Jumat, 3 Oktober 2025

Unik, Tradisi Mencabik Kain Mayat di Bali

Satu-persatu bahkan berebutan. Bahkan mereka mencoba naik ke atas mayat.

Editor: Hasanudin Aco
Tribun Bali/ I Putu Darmendra
Tradisi mencabik kain mayat di Bali. 

"AIIIITT...!" Begitu pekikan seorang pria terdengar keras memberikan isyarat sembari mengangkat kedua tangannya di depan gapura rumah almarhum, Gusti Putu Karang (68) yang meninggal enam hari yang lalu, Kamis (19/2/2015).
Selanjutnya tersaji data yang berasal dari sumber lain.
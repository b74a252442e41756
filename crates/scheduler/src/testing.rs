//! Hand-written doubles shared by the unit tests.

use std::collections::{BTreeMap, HashMap, VecDeque};
use std::sync::atomic::{AtomicUsize, Ordering};
use std::sync::{Arc, Mutex};
use std::time::Duration;

use lanepool_core::{FailureStatus, Metrics, TokenProperty, TokenSet};

use crate::item::WorkItem;
use crate::sink::{DiagnosticLog, EventType, LogLevel, MetricCollector, ResultSink};
use crate::worker::{Fault, Worker};

#[derive(Debug, Clone, PartialEq, Eq)]
pub enum Event {
    RunStarted(String, usize),
    RunFailed(String, String, FailureStatus),
    RunEnded(Metrics),
}

#[derive(Default)]
pub struct RecordingSink {
    events: Mutex<Vec<Event>>,
}

impl RecordingSink {
    pub fn events(&self) -> Vec<Event> {
        self.events.lock().unwrap().clone()
    }

    pub fn started(&self) -> Vec<String> {
        self.events()
            .into_iter()
            .filter_map(|e| match e {
                Event::RunStarted(name, _) => Some(name),
                _ => None,
            })
            .collect()
    }

    pub fn ended(&self) -> usize {
        self.events().iter().filter(|e| matches!(e, Event::RunEnded(_))).count()
    }

    pub fn failed_with(&self, status: FailureStatus) -> Vec<String> {
        self.events()
            .into_iter()
            .filter_map(|e| match e {
                Event::RunFailed(id, _, s) if s == status => Some(id),
                _ => None,
            })
            .collect()
    }
}

impl ResultSink for RecordingSink {
    fn on_run_started(&self, name: &str, item_count: usize) {
        self.events.lock().unwrap().push(Event::RunStarted(name.to_string(), item_count));
    }

    fn on_run_failed(&self, id: &str, reason: &str, status: FailureStatus) {
        self.events
            .lock()
            .unwrap()
            .push(Event::RunFailed(id.to_string(), reason.to_string(), status));
    }

    fn on_run_ended(&self, _duration_ms: u64, metrics: &Metrics) {
        self.events.lock().unwrap().push(Event::RunEnded(metrics.clone()));
    }
}

#[derive(Default)]
pub struct RecordingDiagnostics {
    pub events: Mutex<Vec<(LogLevel, EventType, BTreeMap<String, String>)>>,
}

impl DiagnosticLog for RecordingDiagnostics {
    fn log_event(&self, level: LogLevel, event_type: EventType, metadata: &BTreeMap<String, String>) {
        self.events.lock().unwrap().push((level, event_type, metadata.clone()));
    }
}

/// Adds `collector.seen` = running count of items it observed.
#[derive(Default)]
pub struct CountingCollector {
    seen: AtomicUsize,
}

impl MetricCollector for CountingCollector {
    fn name(&self) -> &str {
        "counting"
    }

    fn on_item_ended(&self, _id: &str, metrics: &mut Metrics) {
        let seen = self.seen.fetch_add(1, Ordering::SeqCst) + 1;
        metrics.insert("collector.seen".to_string(), seen.to_string());
    }
}

pub struct TestItem {
    pub id: String,
    pub tokens: TokenSet,
    pub sub_units: Option<Vec<String>>,
}

impl TestItem {
    pub fn plain(id: &str) -> Box<dyn WorkItem> {
        Box::new(Self { id: id.to_string(), tokens: TokenSet::new(), sub_units: None })
    }

    pub fn gated(id: &str, tokens: &[TokenProperty]) -> Box<dyn WorkItem> {
        Box::new(Self {
            id: id.to_string(),
            tokens: tokens.iter().copied().collect(),
            sub_units: None,
        })
    }

    pub fn composite(id: &str, members: &[&str]) -> Box<dyn WorkItem> {
        Box::new(Self {
            id: id.to_string(),
            tokens: TokenSet::new(),
            sub_units: Some(members.iter().map(|m| m.to_string()).collect()),
        })
    }
}

impl WorkItem for TestItem {
    fn id(&self) -> &str {
        &self.id
    }

    fn required_tokens(&self) -> TokenSet {
        self.tokens.clone()
    }

    fn split_for_reporting(&self) -> Option<Vec<String>> {
        self.sub_units.clone()
    }
}

pub fn plain_items(n: usize) -> Vec<Box<dyn WorkItem>> {
    (0..n).map(|i| TestItem::plain(&format!("item-{i}"))).collect()
}

/// Observation handle that outlives the boxed worker.
#[derive(Clone, Default)]
pub struct WorkerCalls {
    pub runs: Arc<Mutex<Vec<String>>>,
    pub recovery_calls: Arc<AtomicUsize>,
}

impl WorkerCalls {
    pub fn runs(&self) -> Vec<String> {
        self.runs.lock().unwrap().clone()
    }

    pub fn recovery_calls(&self) -> usize {
        self.recovery_calls.load(Ordering::SeqCst)
    }
}

/// Worker whose faults are scripted per run.
pub struct ScriptedWorker {
    serial: String,
    capabilities: TokenSet,
    /// Faults for the next runs, in order; `None` runs cleanly.
    upcoming: VecDeque<Option<Fault>>,
    /// Fault raised by every run once `upcoming` is exhausted.
    every_run: Option<Fault>,
    by_item: HashMap<String, Fault>,
    recovers: bool,
    available: bool,
    delay: Duration,
    calls: WorkerCalls,
}

impl ScriptedWorker {
    pub fn new(serial: &str) -> Self {
        Self {
            serial: serial.to_string(),
            capabilities: TokenSet::new(),
            upcoming: VecDeque::new(),
            every_run: None,
            by_item: HashMap::new(),
            recovers: false,
            available: true,
            delay: Duration::ZERO,
            calls: WorkerCalls::default(),
        }
    }

    pub fn with_tokens(mut self, tokens: &[TokenProperty]) -> Self {
        self.capabilities = tokens.iter().copied().collect();
        self
    }

    pub fn then(mut self, fault: Option<Fault>) -> Self {
        self.upcoming.push_back(fault);
        self
    }

    pub fn always(mut self, fault: Fault) -> Self {
        self.every_run = Some(fault);
        self
    }

    pub fn failing_item(mut self, id: &str, fault: Fault) -> Self {
        self.by_item.insert(id.to_string(), fault);
        self
    }

    pub fn recovers(mut self, recovers: bool) -> Self {
        self.recovers = recovers;
        self
    }

    pub fn with_delay(mut self, delay: Duration) -> Self {
        self.delay = delay;
        self
    }

    pub fn calls(&self) -> WorkerCalls {
        self.calls.clone()
    }
}

impl Worker for ScriptedWorker {
    fn serial(&self) -> &str {
        &self.serial
    }

    fn capabilities(&self) -> TokenSet {
        self.capabilities.clone()
    }

    fn run(&mut self, item: &dyn WorkItem, _sink: &dyn ResultSink) -> Result<(), Fault> {
        self.calls.runs.lock().unwrap().push(item.id().to_string());
        if !self.delay.is_zero() {
            std::thread::sleep(self.delay);
        }
        let fault = match self.upcoming.pop_front() {
            Some(scripted) => scripted,
            None => self
                .by_item
                .get(item.id())
                .cloned()
                .or_else(|| self.every_run.clone()),
        };
        match fault {
            Some(fault) => {
                if fault.is_fatal() {
                    self.available = false;
                }
                Err(fault)
            }
            None => Ok(()),
        }
    }

    fn attempt_recovery(&mut self) -> bool {
        self.calls.recovery_calls.fetch_add(1, Ordering::SeqCst);
        if self.recovers {
            self.available = true;
        }
        self.recovers
    }

    fn is_available(&self) -> bool {
        self.available
    }
}

pub fn unavailable() -> Fault {
    Fault::WorkerUnavailable("device offline".to_string())
}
TRIBUNNEWS.COM, BALI - Sejurus kemudian, tanda tersebut direspon dengan hentakan baleganjur. Puluhan warga Banjar Buruan, Desa Pekraman Tampaksiring, Kecamatan Tampaksiring Gianyar, langsung siaga.

Pekikan demi pekikan bertalu, seakan mereka tidak sabar menunggu moment itu. Tak berselang lama, sejumlah pria berbadan kekar keluar mengangkat mayat yang sudah terbungkus rapi oleh kain kafan, batik, tikar, hingga dua lapis rantai bambu.

Guyuran air dari rumah warga menghujani jalanan. Saat itulah di mana tradisi mesbes bangke (mencabik kain mayat) dimulai.

"Aiit, aaiit, aiiitt...!" Hanya itu suara yang terdengar di tengah hentakan baleganjur yang semakin mengeras. Semangat warga seakan semakin membara.

Satu-persatu bahkan berebutan. Bahkan mereka mencoba naik ke atas mayat. Mencabik dan menggigit tikar, kain kafan, dan rantai bambu yang kemudian dihempaskan ke udara.

Kesan kesedihan keluarga saat mayat almarhum dicabik-cabik warga sebanjar terbantahkan. Ini terlihat saat keluarga almarhum juga turut serta di dalamnya. Sekitar 15 menit berlalu, rapinya bungkusan mayat berubah wujud menjadi compang-camping.

Serpihan tikar bertebaran di jalan sekitar 200 meter dari jarak rumah menuju pertigaan dimana bade dan lembu menunggu. Saat itu, hentakan baleganjur pun berhenti.

Baru kemudian mayat dinaikkan ke atas bade. Mereka yang awalnya mesbes bangke beralih menuju sanan bade lalu mengangkatnya menuju Setra Desa Pekraman Tampaksiring.

"Bau sih bau, namanya juga bangke matah, baru enam hari. Tapi semangat dan rasa kebersamaan kami yang membuat bau itu tidak berarti," ujar I Made Putra.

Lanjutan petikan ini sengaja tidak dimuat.